Tanah Impian-Tanah Perjanjian
Daerah tujuan utama pengungsi selama ini adalah Eropa, Australian dan Amerika. Namun saat ini, Eropa menjadi tujuan utama pengungsian dengan gelombang yang sangat besar. Ini terjadi karena secara teknis, jarak dan waktu perjalanan, Eropa adalah tempat terdekat untuk dicapai dari daerah Timur Tengah dan Afrika. Apalagi, negara-negara Eropa menyatakan komitmennya untuk menerima pengungsi. Eropa, Amerika Utara—Amerika Serikat dan Kanada—serta Australia menjadi tujuan migrasi karena memiliki dan memberikan jaminan yang jelas untuk sebuah kehidupan yang lebih baik dalam berbagai bidang, terutama jaminan sosial-politis dan ekonomi. Daerah-daerah ini secara ekonomi makmur dan secara politik aman, serta secara sosial-budaya-agama umumnya bersifat terbuka, kompromis dan kondusif bagi kehidupan budaya dan keagamaan bangsa lain. Karena itu Eropa, Amerika dan Australia menjadi “Tanah Impian” karena “berlimpah susu dan madunya”.

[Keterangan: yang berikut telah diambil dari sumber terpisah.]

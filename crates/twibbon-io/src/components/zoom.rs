//! Zoom slider bound to the session's scale.

use dioxus::prelude::*;
use twibbon_core::ScaleBounds;

/// Props for the [`ZoomSlider`] component.
#[derive(Props, Clone, PartialEq)]
pub struct ZoomSliderProps {
    /// Current scale.
    value: f64,
    /// Allowed range; the slider's min and max.
    bounds: ScaleBounds,
    /// Slider granularity.
    step: f64,
    /// Disables the control until a photo is loaded.
    disabled: bool,
    /// Called with the raw slider value; the session clamps it.
    on_input: EventHandler<f64>,
}

/// Labeled range input mirroring the current scale.
#[component]
pub fn ZoomSlider(props: ZoomSliderProps) -> Element {
    let ScaleBounds { min, max } = props.bounds;
    let value = props.value;
    let display = format!("{:.0}%", value * 100.0);

    rsx! {
        div { class: "zoom",
            div { class: "zoom__header",
                label { r#for: "zoom", "Zoom" }
                span { class: "zoom__value", "{display}" }
            }
            input {
                r#type: "range",
                id: "zoom",
                min: "{min}",
                max: "{max}",
                step: "{props.step}",
                value: "{value}",
                disabled: props.disabled,
                oninput: move |e| {
                    match e.value().parse::<f64>() {
                        Ok(v) => props.on_input.call(v),
                        Err(err) => {
                            web_sys::console::warn_1(
                                &format!("zoom slider parse failure: {err:?} from {:?}", e.value())
                                    .into(),
                            );
                        }
                    }
                },
            }
        }
    }
}
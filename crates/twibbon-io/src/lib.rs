//! twibbon-io: Browser I/O and Dioxus component library.
//!
//! Fetches the frame asset, reads uploaded files, turns bytes into
//! Blob URLs for preview, triggers PNG downloads, and provides the
//! editor, zoom slider, upload, and export components for the twibbon
//! web application.

pub mod components;
pub mod download;
pub mod loader;
pub mod raster;

pub use components::{EditorView, ExportPanel, FileUpload, ZoomSlider};
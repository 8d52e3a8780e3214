//! Wheel, pinch, and slider input to bounded zoom scale.
//!
//! Every input channel produces a candidate scale that is clamped into
//! the current [`ScaleBounds`]. All handling is synchronous and per
//! event; there is no inertia or smoothing.

use crate::types::{ScaleBounds, TouchPoint};

/// Compute the candidate scale for one wheel event.
///
/// Scrolling down (positive `delta_y`) zooms out.
#[must_use]
pub fn wheel_candidate(current: f64, delta_y: f64, sensitivity: f64) -> f64 {
    current + (-delta_y * sensitivity)
}

/// Distance between exactly two touches, or `None` for any other count.
#[must_use]
pub fn two_finger_distance(touches: &[TouchPoint]) -> Option<f64> {
    match touches {
        [a, b] => Some(a.distance(*b)),
        _ => None,
    }
}

/// Snapshot taken when a two-finger touch begins.
#[derive(Debug, Clone, Copy, PartialEq)]
pub struct PinchGesture {
    /// Distance between the fingers at gesture start.
    pub start_distance: f64,
    /// Scale at gesture start.
    pub start_scale: f64,
}

impl PinchGesture {
    /// Start a pinch if exactly two touches are active.
    ///
    /// Returns `None` for any other touch count, and for coincident
    /// touches whose zero distance would make the ratio undefined.
    #[must_use]
    pub fn begin(touches: &[TouchPoint], current_scale: f64) -> Option<Self> {
        let start_distance = two_finger_distance(touches)?;
        if !(start_distance.is_finite() && start_distance > 0.0) {
            return None;
        }
        Some(Self {
            start_distance,
            start_scale: current_scale,
        })
    }

    /// Candidate scale for the current two-finger distance.
    #[must_use]
    pub fn candidate(&self, current_distance: f64) -> f64 {
        self.start_scale * (current_distance / self.start_distance)
    }
}

/// Gesture state for one upload.
///
/// Holds only the in-progress pinch; the scale itself lives on the
/// session's transform and is passed in by reference.
#[derive(Debug, Clone, Default)]
pub struct GestureController {
    pinch: Option<PinchGesture>,
}

impl GestureController {
    /// Create a controller with no gesture in progress.
    #[must_use]
    pub const fn new() -> Self {
        Self { pinch: None }
    }

    /// The pinch currently in progress, if any.
    #[must_use]
    pub const fn pinch(&self) -> Option<&PinchGesture> {
        self.pinch.as_ref()
    }

    /// Drop any in-progress gesture.
    pub const fn reset(&mut self) {
        self.pinch = None;
    }

    /// Apply a wheel event, returning the clamped new scale.
    ///
    /// Wheel zoom is stateless; it only needs the current scale.
    #[must_use]
    pub fn wheel(current: f64, delta_y: f64, sensitivity: f64, bounds: ScaleBounds) -> f64 {
        let candidate = wheel_candidate(current, delta_y, sensitivity);
        let scale = bounds.clamp(candidate);
        tracing::debug!(delta_y, candidate, scale, "wheel zoom");
        scale
    }

    /// Handle a touch-start event.
    ///
    /// Records the pinch start when exactly two touches are active.
    /// Other touch counts leave any existing pinch state untouched.
    pub fn touch_start(&mut self, touches: &[TouchPoint], current: f64) {
        if let Some(pinch) = PinchGesture::begin(touches, current) {
            tracing::debug!(
                start_distance = pinch.start_distance,
                start_scale = pinch.start_scale,
                "pinch started"
            );
            self.pinch = Some(pinch);
        }
    }

    /// Handle a touch-move event.
    ///
    /// Returns the clamped new scale while exactly two touches are
    /// active and a pinch has started; `None` otherwise.
    #[must_use]
    pub fn touch_move(&self, touches: &[TouchPoint], bounds: ScaleBounds) -> Option<f64> {
        let pinch = self.pinch.as_ref()?;
        let current_distance = two_finger_distance(touches)?;
        let candidate = pinch.candidate(current_distance);
        let scale = bounds.clamp(candidate);
        tracing::debug!(current_distance, candidate, scale, "pinch zoom");
        Some(scale)
    }

    /// Handle a touch-end event with `remaining` touches still active.
    ///
    /// Fewer than two remaining touches ends the pinch so the next one
    /// starts fresh.
    pub fn touch_end(&mut self, remaining: usize) {
        if remaining < 2 && self.pinch.take().is_some() {
            tracing::debug!("pinch ended");
        }
    }

    /// Apply a slider value, returning the clamped new scale.
    #[must_use]
    pub fn slider(value: f64, bounds: ScaleBounds) -> f64 {
        bounds.clamp(value)
    }
}

#[cfg(test)]
#[allow(clippy::unwrap_used)]
mod tests {
    use approx::assert_relative_eq;

    use super::*;

    const SENSITIVITY: f64 = 0.001;

    fn bounds() -> ScaleBounds {
        ScaleBounds::new(0.5, 3.0)
    }

    fn pair(distance: f64) -> [TouchPoint; 2] {
        [TouchPoint::new(10.0, 20.0), TouchPoint::new(10.0 + distance, 20.0)]
    }

    #[test]
    fn wheel_up_zooms_in() {
        // delta_y = -100 -> +0.1
        assert_relative_eq!(GestureController::wheel(1.0, -100.0, SENSITIVITY, bounds()), 1.1, epsilon = 1e-12);
    }

    #[test]
    fn wheel_down_zooms_out() {
        assert_relative_eq!(GestureController::wheel(1.0, 250.0, SENSITIVITY, bounds()), 0.75, epsilon = 1e-12);
    }

    #[test]
    fn wheel_clamps_to_bounds() {
        assert_relative_eq!(GestureController::wheel(0.6, 10_000.0, SENSITIVITY, bounds()), 0.5, epsilon = 1e-12);
        assert_relative_eq!(GestureController::wheel(2.9, -10_000.0, SENSITIVITY, bounds()), 3.0, epsilon = 1e-12);
    }

    #[test]
    fn pinch_doubling_distance_doubles_scale() {
        let mut c = GestureController::new();
        c.touch_start(&pair(100.0), 0.8);
        let scale = c.touch_move(&pair(200.0), bounds()).unwrap();
        assert_relative_eq!(scale, 1.6, epsilon = 1e-12);
    }

    #[test]
    fn pinch_result_is_clamped() {
        let mut c = GestureController::new();
        c.touch_start(&pair(50.0), 2.0);
        assert_relative_eq!(c.touch_move(&pair(500.0), bounds()).unwrap(), 3.0, epsilon = 1e-12);
        assert_relative_eq!(c.touch_move(&pair(1.0), bounds()).unwrap(), 0.5, epsilon = 1e-12);
    }

    #[test]
    fn pinch_is_relative_to_start_scale_not_latest() {
        let mut c = GestureController::new();
        c.touch_start(&pair(100.0), 1.0);
        let _ = c.touch_move(&pair(150.0), bounds());
        // Same distance as start -> back to start scale.
        assert_relative_eq!(c.touch_move(&pair(100.0), bounds()).unwrap(), 1.0, epsilon = 1e-12);
    }

    #[test]
    fn move_without_start_is_ignored() {
        let c = GestureController::new();
        assert!(c.touch_move(&pair(100.0), bounds()).is_none());
    }

    #[test]
    fn single_touch_does_not_start_pinch() {
        let mut c = GestureController::new();
        c.touch_start(&[TouchPoint::new(0.0, 0.0)], 1.0);
        assert!(c.pinch().is_none());
    }

    #[test]
    fn three_touch_move_is_ignored() {
        let mut c = GestureController::new();
        c.touch_start(&pair(100.0), 1.0);
        let three = [
            TouchPoint::new(0.0, 0.0),
            TouchPoint::new(10.0, 0.0),
            TouchPoint::new(20.0, 0.0),
        ];
        assert!(c.touch_move(&three, bounds()).is_none());
    }

    #[test]
    fn coincident_touches_do_not_start_pinch() {
        let mut c = GestureController::new();
        let same = [TouchPoint::new(5.0, 5.0), TouchPoint::new(5.0, 5.0)];
        c.touch_start(&same, 1.0);
        assert!(c.pinch().is_none());
    }

    #[test]
    fn touch_end_below_two_discards_pinch() {
        let mut c = GestureController::new();
        c.touch_start(&pair(100.0), 1.0);
        c.touch_end(2);
        assert!(c.pinch().is_some());
        c.touch_end(1);
        assert!(c.pinch().is_none());
        assert!(c.touch_move(&pair(200.0), bounds()).is_none());
    }

    #[test]
    fn new_pinch_starts_fresh() {
        let mut c = GestureController::new();
        c.touch_start(&pair(100.0), 1.0);
        c.touch_end(0);
        c.touch_start(&pair(40.0), 2.0);
        assert_relative_eq!(c.touch_move(&pair(20.0), bounds()).unwrap(), 1.0, epsilon = 1e-12);
    }

    #[test]
    fn slider_clamps_without_snapping() {
        assert_relative_eq!(GestureController::slider(1.23456, bounds()), 1.23456, epsilon = 1e-12);
        assert_relative_eq!(GestureController::slider(0.1, bounds()), 0.5, epsilon = 1e-12);
        assert_relative_eq!(GestureController::slider(9.0, bounds()), 3.0, epsilon = 1e-12);
    }

    #[test]
    fn any_sequence_stays_in_bounds() {
        let b = ScaleBounds::new(0.73, 3.0);
        let mut c = GestureController::new();
        let mut scale = b.min;
        let deltas = [-500.0, 9000.0, -3.0, 120.0, -120.0, f64::MAX, -f64::MAX];
        for (i, &d) in deltas.iter().enumerate() {
            scale = GestureController::wheel(scale, d, SENSITIVITY, b);
            assert!(b.contains(scale), "wheel step {i}: {scale}");

            c.touch_start(&pair(1.0 + i as f64), scale);
            if let Some(s) = c.touch_move(&pair(d.abs().min(1e6)), b) {
                scale = s;
            }
            assert!(b.contains(scale), "pinch step {i}: {scale}");
            c.touch_end(0);

            scale = GestureController::slider(d, b);
            assert!(b.contains(scale), "slider step {i}: {scale}");
        }
    }
}
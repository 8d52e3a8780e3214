//! Compile-time defaults for the compositor.
//!
//! Every tunable lives on [`CompositorConfig`] with a matching
//! `DEFAULT_*` associated constant, so callers that only need one value
//! (the slider step in the UI, say) can reference it directly.

use serde::{Deserialize, Serialize};

use crate::types::{Dimensions, ScaleBounds};

/// Compositor configuration.
///
/// There is no runtime configuration source; the defaults are the
/// product. The struct exists so the session and tests can be driven
/// with explicit values.
#[derive(Debug, Clone, PartialEq, Serialize, Deserialize)]
#[serde(default)]
pub struct CompositorConfig {
    /// Path of the frame asset, fetched once at startup.
    pub frame_path: String,

    /// Frame size assumed for fit computation until the frame loads.
    pub fallback_frame: Dimensions,

    /// Longer side of the exported PNG, in pixels.
    pub export_resolution: u32,

    /// Filename offered for the downloaded PNG.
    pub export_filename: String,

    /// Upper bound on the zoom scale, independent of image size.
    pub max_scale: f64,

    /// Scale change per unit of wheel `delta_y` (inverted).
    pub wheel_sensitivity: f64,

    /// Step of the zoom slider. Display only; scale is never snapped.
    pub slider_step: f64,

    /// Lowest scale the fit calculator will return.
    pub min_fit_scale: f64,

    /// Highest scale the fit calculator will return.
    pub max_fit_scale: f64,
}

impl CompositorConfig {
    /// Default frame asset path.
    pub const DEFAULT_FRAME_PATH: &'static str = "/frame.png";

    /// Default fallback frame size.
    pub const DEFAULT_FALLBACK_FRAME: Dimensions = Dimensions::new(800, 800);

    /// Default export resolution (longer side).
    pub const DEFAULT_EXPORT_RESOLUTION: u32 = 1080;

    /// Default download filename.
    pub const DEFAULT_EXPORT_FILENAME: &'static str = "twibbon-result.png";

    /// Default zoom ceiling.
    pub const DEFAULT_MAX_SCALE: f64 = 3.0;

    /// Default wheel sensitivity.
    pub const DEFAULT_WHEEL_SENSITIVITY: f64 = 0.001;

    /// Default slider step.
    pub const DEFAULT_SLIDER_STEP: f64 = 0.05;

    /// Default lower clamp of the fit scale.
    pub const DEFAULT_MIN_FIT_SCALE: f64 = 0.5;

    /// Default upper clamp of the fit scale (no upscaling past native).
    pub const DEFAULT_MAX_FIT_SCALE: f64 = 1.0;

    /// Scale bounds for an image whose fit scale is `fit_scale`.
    #[must_use]
    pub const fn bounds_for(&self, fit_scale: f64) -> ScaleBounds {
        ScaleBounds::new(fit_scale, self.max_scale)
    }
}

impl Default for CompositorConfig {
    fn default() -> Self {
        Self {
            frame_path: Self::DEFAULT_FRAME_PATH.to_owned(),
            fallback_frame: Self::DEFAULT_FALLBACK_FRAME,
            export_resolution: Self::DEFAULT_EXPORT_RESOLUTION,
            export_filename: Self::DEFAULT_EXPORT_FILENAME.to_owned(),
            max_scale: Self::DEFAULT_MAX_SCALE,
            wheel_sensitivity: Self::DEFAULT_WHEEL_SENSITIVITY,
            slider_step: Self::DEFAULT_SLIDER_STEP,
            min_fit_scale: Self::DEFAULT_MIN_FIT_SCALE,
            max_fit_scale: Self::DEFAULT_MAX_FIT_SCALE,
        }
    }
}

#[cfg(test)]
#[allow(clippy::unwrap_used)]
mod tests {
    use super::*;

    #[test]
    fn defaults_match_constants() {
        let config = CompositorConfig::default();
        assert_eq!(config.frame_path, "/frame.png");
        assert_eq!(config.export_resolution, 1080);
        assert_eq!(config.export_filename, "twibbon-result.png");
        assert_eq!(config.fallback_frame, Dimensions::new(800, 800));
        approx::assert_relative_eq!(config.max_scale, 3.0);
        approx::assert_relative_eq!(config.wheel_sensitivity, 0.001);
    }

    #[test]
    fn bounds_use_fixed_ceiling() {
        let bounds = CompositorConfig::default().bounds_for(0.62);
        approx::assert_relative_eq!(bounds.min, 0.62);
        approx::assert_relative_eq!(bounds.max, 3.0);
    }

    #[test]
    fn partial_json_fills_in_defaults() {
        let config: CompositorConfig =
            serde_json::from_str(r#"{"export_resolution": 2048}"#).unwrap();
        assert_eq!(config.export_resolution, 2048);
        assert_eq!(config.export_filename, "twibbon-result.png");
    }

    #[test]
    fn json_roundtrip() {
        let config = CompositorConfig {
            max_scale: 4.0,
            ..CompositorConfig::default()
        };
        let json = serde_json::to_string(&config).unwrap();
        let back: CompositorConfig = serde_json::from_str(&json).unwrap();
        assert_eq!(config, back);
    }
}
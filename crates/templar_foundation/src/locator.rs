//! Source locations of stylesheet declarations.

use std::fmt;
use std::sync::Arc;

#[cfg(feature = "serde")]
use serde::{Deserialize, Serialize};

/// Where a module or declaration came from.
///
/// Line and column are 1-based; 0 means unknown.
#[derive(Clone, Debug, PartialEq, Eq, Hash)]
#[cfg_attr(feature = "serde", derive(Serialize, Deserialize))]
pub struct Locator {
    /// System identifier (usually the module URI).
    pub system_id: Arc<str>,
    /// Line number.
    pub line: u32,
    /// Column number.
    pub column: u32,
}

impl Locator {
    /// Creates a locator for a whole module.
    #[must_use]
    pub fn module(system_id: &str) -> Self {
        Self {
            system_id: system_id.into(),
            line: 0,
            column: 0,
        }
    }

    /// Creates a locator for a position inside a module.
    #[must_use]
    pub fn at(system_id: &str, line: u32, column: u32) -> Self {
        Self {
            system_id: system_id.into(),
            line,
            column,
        }
    }

    /// Returns a locator for another position in the same module.
    #[must_use]
    pub fn with_position(&self, line: u32, column: u32) -> Self {
        Self {
            system_id: Arc::clone(&self.system_id),
            line,
            column,
        }
    }
}

impl Default for Locator {
    fn default() -> Self {
        Self::module("")
    }
}

impl fmt::Display for Locator {
    fn fmt(&self, f: &mut fmt::Formatter<'_>) -> fmt::Result {
        let id = if self.system_id.is_empty() {
            "<unknown>"
        } else {
            &self.system_id
        };
        if self.line == 0 {
            write!(f, "{id}")
        } else {
            write!(f, "{id}:{}:{}", self.line, self.column)
        }
    }
}
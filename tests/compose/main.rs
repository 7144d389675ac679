//! Integration tests for Layer 2: Compose
//!
//! Tests for import precedence, recomposition, and template dispatch.

mod dispatch;
mod precedence;
mod properties;

use templar_foundation::{Locator, Priority, QName};
use templar_stylesheet::{Document, NodeId, TemplateRule};

/// Installs a test subscriber so recovered-conflict warnings show up in
/// failing test output.
pub fn init_tracing() {
    let _ = tracing_subscriber::fmt()
        .with_max_level(tracing::Level::DEBUG)
        .with_test_writer()
        .try_init();
}

/// A template rule for `pattern`, located at `system_id:line`.
pub fn rule(pattern: &str, system_id: &str, line: u32) -> TemplateRule {
    TemplateRule::parse_match(pattern)
        .unwrap()
        .at(Locator::at(system_id, line, 1))
}

/// Same as [`rule`] with an explicit priority.
pub fn prioritized(pattern: &str, priority: f64, system_id: &str, line: u32) -> TemplateRule {
    rule(pattern, system_id, line).with_priority(Priority::new(priority).unwrap())
}

/// `<list><item id="1">hello</item><!--note--></list>`
pub struct Sample {
    pub doc: Document,
    pub list: NodeId,
    pub item: NodeId,
    pub id: NodeId,
    pub text: NodeId,
    pub comment: NodeId,
}

pub fn sample() -> Sample {
    let mut doc = Document::new();
    let list = doc.append_element(doc.root(), QName::local("list"));
    let item = doc.append_element(list, QName::local("item"));
    let id = doc.set_attribute(item, QName::local("id"), "1");
    let text = doc.append_text(item, "hello");
    let comment = doc.append_comment(list, "note");
    Sample {
        doc,
        list,
        item,
        id,
        text,
        comment,
    }
}
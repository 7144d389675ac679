//! Compiled template rules.

use templar_foundation::{Locator, ModuleId, Precedence, Priority, QName, RuleId};
use templar_stylesheet::{MatchPattern, TemplateBody, TemplateRule};

/// A template rule placed in the composed stylesheet.
///
/// Carries the declaration plus where it ended up: the module that declared
/// it, the precedence of that module's slot, and its position in the slot's
/// flattened declaration order.
#[derive(Clone, Debug)]
pub struct CompiledRule {
    id: RuleId,
    module: ModuleId,
    precedence: Precedence,
    position: usize,
    template: TemplateRule,
}

impl CompiledRule {
    pub(crate) fn new(
        id: RuleId,
        module: ModuleId,
        precedence: Precedence,
        position: usize,
        template: TemplateRule,
    ) -> Self {
        Self {
            id,
            module,
            precedence,
            position,
            template,
        }
    }

    /// Returns the rule id.
    #[must_use]
    pub fn id(&self) -> RuleId {
        self.id
    }

    /// Returns the declaring module.
    #[must_use]
    pub fn module(&self) -> ModuleId {
        self.module
    }

    /// Returns the import precedence.
    #[must_use]
    pub fn precedence(&self) -> Precedence {
        self.precedence
    }

    /// Returns the document position within the precedence slot.
    #[must_use]
    pub fn position(&self) -> usize {
        self.position
    }

    /// Returns the declaration.
    #[must_use]
    pub fn template(&self) -> &TemplateRule {
        &self.template
    }

    /// Returns the match pattern, if any.
    #[must_use]
    pub fn pattern(&self) -> Option<&MatchPattern> {
        self.template.pattern.as_ref()
    }

    /// Returns the template name, if any.
    #[must_use]
    pub fn name(&self) -> Option<&QName> {
        self.template.name.as_ref()
    }

    /// Returns the mode, `None` for the default mode.
    #[must_use]
    pub fn mode(&self) -> Option<&QName> {
        self.template.mode.as_ref()
    }

    /// Returns the explicit priority, if declared.
    #[must_use]
    pub fn priority(&self) -> Option<Priority> {
        self.template.priority
    }

    /// Returns the body.
    #[must_use]
    pub fn body(&self) -> &TemplateBody {
        &self.template.body
    }

    /// Returns where the rule was declared.
    #[must_use]
    pub fn locator(&self) -> &Locator {
        &self.template.locator
    }

    /// Returns true if the rule applies in `mode`: both default, or both
    /// named and equal.
    #[must_use]
    pub fn in_mode(&self, mode: Option<&QName>) -> bool {
        self.mode() == mode
    }
}
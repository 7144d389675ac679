//! Top-level stylesheet declarations.
//!
//! Every declaration that takes part in recomposition is one variant of the
//! closed [`Declaration`] enum. Each carries the [`Locator`] it was parsed
//! from so compile errors can point at it.

use std::sync::Arc;

use templar_foundation::{Error, ErrorKind, Locator, Priority, QName, Result};

use crate::pattern::MatchPattern;

// =============================================================================
// Declaration
// =============================================================================

/// A precedence-bearing top-level declaration.
#[derive(Clone, Debug)]
pub enum Declaration {
    /// `xsl:template`
    Template(TemplateRule),
    /// `xsl:attribute-set`
    AttributeSet(AttributeSetDecl),
    /// `xsl:decimal-format`
    DecimalFormat(DecimalFormatDecl),
    /// `xsl:key`
    Key(KeyDecl),
    /// `xsl:namespace-alias`
    NamespaceAlias(NamespaceAliasDecl),
    /// `xsl:output`
    Output(OutputDecl),
    /// `xsl:strip-space` / `xsl:preserve-space`
    Whitespace(WhitespaceDecl),
    /// `xsl:variable` / `xsl:param` at the top level
    Variable(VariableDecl),
}

impl Declaration {
    /// Returns where the declaration was parsed from.
    #[must_use]
    pub fn locator(&self) -> &Locator {
        match self {
            Self::Template(d) => &d.locator,
            Self::AttributeSet(d) => &d.locator,
            Self::DecimalFormat(d) => &d.locator,
            Self::Key(d) => &d.locator,
            Self::NamespaceAlias(d) => &d.locator,
            Self::Output(d) => &d.locator,
            Self::Whitespace(d) => &d.locator,
            Self::Variable(d) => &d.locator,
        }
    }

    /// Returns the element name of the declaration, for diagnostics.
    #[must_use]
    pub fn element_name(&self) -> &'static str {
        match self {
            Self::Template(_) => "xsl:template",
            Self::AttributeSet(_) => "xsl:attribute-set",
            Self::DecimalFormat(_) => "xsl:decimal-format",
            Self::Key(_) => "xsl:key",
            Self::NamespaceAlias(_) => "xsl:namespace-alias",
            Self::Output(_) => "xsl:output",
            Self::Whitespace(d) => match d.mode {
                WhitespaceMode::Strip => "xsl:strip-space",
                WhitespaceMode::Preserve => "xsl:preserve-space",
            },
            Self::Variable(d) => match d.kind {
                VariableKind::Variable => "xsl:variable",
                VariableKind::Param => "xsl:param",
            },
        }
    }
}

impl From<TemplateRule> for Declaration {
    fn from(d: TemplateRule) -> Self {
        Self::Template(d)
    }
}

Negara-negara tujuan pengungsi atau migrasi itu bagaikan “Tanah Perjanjian” yang dituju oleh bangsa Israel dan sebelumnya para leluhur mereka, yaitu mulai dari Abraham, Ishak dan Yakub sebagaimana diceritakan di dalam bagian-bagian Alkitab yang dipegangi oleh umat Yahudi dan Kristen. Membandingkan arus pengungsi dari daerah-daerah konflik menuju negara-negara Barat saat ini, bukan tidak mungkin dapat diasumsikan bahwa leluhur bangsa Israel seperti Abraham, Ishak dan Yakub, dahulu juga mengalami kondisi memprihatinkan. Mereka mengalami penderitaan karena tekanan sosial-politik atau ekonomi di daerah asalnya sehingga meninggalkan daerah itu dan bermigrasi ke tempat yang memiliki “susu dan madu”; daerah yang menjamin keamanan, kedamaian dan kesejahteraan-kemakmuran politik, sosial dan ekonomi; yaitu tanah Palestina.
Alasan utama migrasi itu adalah hal-hal material, tetapi kemudian berdasarkan keimanan bangsa Israel, otoritas ilahi atau alasan “panggilan Allah” dijadikan “meterai” sebagai pengakuan dan pengesahan pendudukannya di tanah Palestina. Dan sangat ironis, “Tanah Perjanjian”, tempat susu dan madu, yang dituju oleh bangsa Israel dan leluhurnya dahulu, yaitu daerah Palestina dan Israel sekarang, mengalami konflik berkepanjangan antara kedua negara-bangsa tersebut sampai saat ini. Korban dan penderitaan material terbesar dialami oleh Palestina. Banyak yang terbunuh, rumah-rumah dihancurkan dan tanah mereka direbut oleh pemerintah-negara Israel. Hal ini yang menyebabkan banyak warga Palestina yang meninggalkan daerahnya dan menjadi pengungsi atau migran di negara-negara lain khususnya di Eropa dan Amerika.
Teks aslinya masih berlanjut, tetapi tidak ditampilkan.